> Requirement:
Write out every line of the material exactly as it appears.

-=-=-=-=-

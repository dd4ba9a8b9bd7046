//! Generic logger utility functions

// ---------------------------------------------------------------------------
// IMPORTS
// ---------------------------------------------------------------------------

// External imports
use colored::{ColoredString, Colorize};
use fern;
use log::{self, info};
use thiserror::Error;

// Internal imports
use crate::session;

// Re-exports
pub use log::LevelFilter;

// ---------------------------------------------------------------------------
// ENUMERATIONS
// ---------------------------------------------------------------------------

/// Errors associated with initialising the logger.
#[derive(Debug, Error)]
pub enum LoggerInitError {
    #[error("Expected a log level less than `INFO`, found `{0}`")]
    InvalidMinLogLevel(log::LevelFilter),

    #[error("Error initialising the log file: {0}")]
    LogFileInitError(std::io::Error),

    #[error("An error occured while setting up the logger: {0}")]
    FernInitError(log::SetLoggerError),
}

// ---------------------------------------------------------------------------
// PUBLIC FUNCTIONS
// ---------------------------------------------------------------------------

/// Initialise the logger for this execution.
///
/// # Notes
///
/// - `min_level` must be greater than `log::Level::Info`.
///
/// # Safety
///
/// - This function must only be called once to prevent corrupting logs.
pub fn logger_init(
    min_level: self::LevelFilter,
    session: &session::Session,
) -> Result<(), LoggerInitError> {
    if min_level < log::Level::Info {
        return Err(LoggerInitError::InvalidMinLogLevel(min_level));
    }

    // Setup the logger using fern's builder pattern
    match fern::Dispatch::new()
        .format(|out, message, record| {
            // If debug or trace include the target, otherwise don't include it
            if record.level() > log::Level::Info {
                out.finish(format_args!(
                    "[{:10.6} {}] {}: {}",
                    session::get_elapsed_seconds(),
                    level_to_str(record.level()),
                    record.target(),
                    message
                ))
            } else {
                out.finish(format_args!(
                    "[{:10.6} {}] {}",
                    session::get_elapsed_seconds(),
                    level_to_str(record.level()),
                    message
                ))
            }
        })
        .level(min_level)
        // The store backend is chatty at debug level
        .level_for("sled", LevelFilter::Info)
        .chain(std::io::stdout())
        .chain(match fern::log_file(session.log_file_path.clone()) {
            Ok(f) => f,
            Err(e) => return Err(LoggerInitError::LogFileInitError(e)),
        })
        .apply()
    {
        Ok(_) => (),
        Err(e) => return Err(LoggerInitError::FernInitError(e)),
    };

    info!("Logging initialised");
    info!("    Session epoch: {}", session::get_epoch());
    info!("    Log level: {:?}", min_level);
    info!("    Log file path: {:?}", session.log_file_path);

    Ok(())
}

// ---------------------------------------------------------------------------
// PRIVATE FUNCTIONS
// ---------------------------------------------------------------------------

/// Get the string representation of a log level
fn level_to_str(level: log::Level) -> ColoredString {
    match level {
        log::Level::Trace => "TRC".dimmed().italic(),
        log::Level::Debug => "DBG".dimmed(),
        log::Level::Info => "INF".normal(),
        log::Level::Warn => "WRN".yellow(),
        log::Level::Error => "ERR".red().bold(),
    }
}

-=-=-=-=-

> Written answer:
repository dd4ba9a8b9bd7046
//! Generic logger utility functions

// ---------------------------------------------------------------------------
// IMPORTS
// ---------------------------------------------------------------------------

// External imports
use colored::{ColoredString, Colorize};
use fern;
use log::{self, info};
use thiserror::Error;

// Internal imports
use crate::session;

// Re-exports
pub use log::LevelFilter;

// ---------------------------------------------------------------------------
// ENUMERATIONS
// ---------------------------------------------------------------------------

/// Errors associated with initialising the logger.
#[derive(Debug, Error)]
pub enum LoggerInitError {
    #[error("Expected a log level less than `INFO`, found `{0}`")]
    InvalidMinLogLevel(log::LevelFilter),

    #[error("Error initialising the log file: {0}")]
    LogFileInitError(std::io::Error),

    #[error("An error occured while setting up the logger: {0}")]
    FernInitError(log::SetLoggerError),
}

// ---------------------------------------------------------------------------
// PUBLIC FUNCTIONS
// ---------------------------------------------------------------------------

/// Initialise the logger for this execution.
///
/// # Notes
///
/// - `min_level` must be greater than `log::Level::Info`.
///
/// # Safety
///
/// - This function must only be called once to prevent corrupting logs.
pub fn logger_init(
    min_level: self::LevelFilter,
    session: &session::Session,
) -> Result<(), LoggerInitError> {
    if min_level < log::Level::Info {
        return Err(LoggerInitError::InvalidMinLogLevel(min_level));
    }

    // Setup the logger using fern's builder pattern
    match fern::Dispatch::new()
        .format(|out, message, record| {
            // If debug or trace include the target, otherwise don't include it
            if record.level() > log::Level::Info {
                out.finish(format_args!(
                    "[{:10.6} {}] {}: {}",
                    session::get_elapsed_seconds(),
                    level_to_str(record.level()),
                    record.target(),
                    message
                ))
            } else {
                out.finish(format_args!(
                    "[{:10.6} {}] {}",
                    session::get_elapsed_seconds(),
                    level_to_str(record.level()),
                    message
                ))
            }
        })
        .level(min_level)
        // The store backend is chatty at debug level
        .level_for("sled", LevelFilter::Info)
        .chain(std::io::stdout())
        .chain(match fern::log_file(session.log_file_path.clone()) {
            Ok(f) => f,
            Err(e) => return Err(LoggerInitError::LogFileInitError(e)),
        })
        .apply()
    {
        Ok(_) => (),
        Err(e) => return Err(LoggerInitError::FernInitError(e)),
    };

    info!("Logging initialised");
    info!("    Session epoch: {}", session::get_epoch());
    info!("    Log level: {:?}", min_level);
    info!("    Log file path: {:?}", session.log_file_path);

    Ok(())
}

// ---------------------------------------------------------------------------
// PRIVATE FUNCTIONS
// ---------------------------------------------------------------------------

/// Get the string representation of a log level
fn level_to_str(level: log::Level) -> ColoredString {
    match level {
        log::Level::Trace => "TRC".dimmed().italic(),
        log::Level::Debug => "DBG".dimmed(),
        log::Level::Info => "INF".normal(),
        log::Level::Warn => "WRN".yellow(),
        log::Level::Error => "ERR".red().bold(),
    }
}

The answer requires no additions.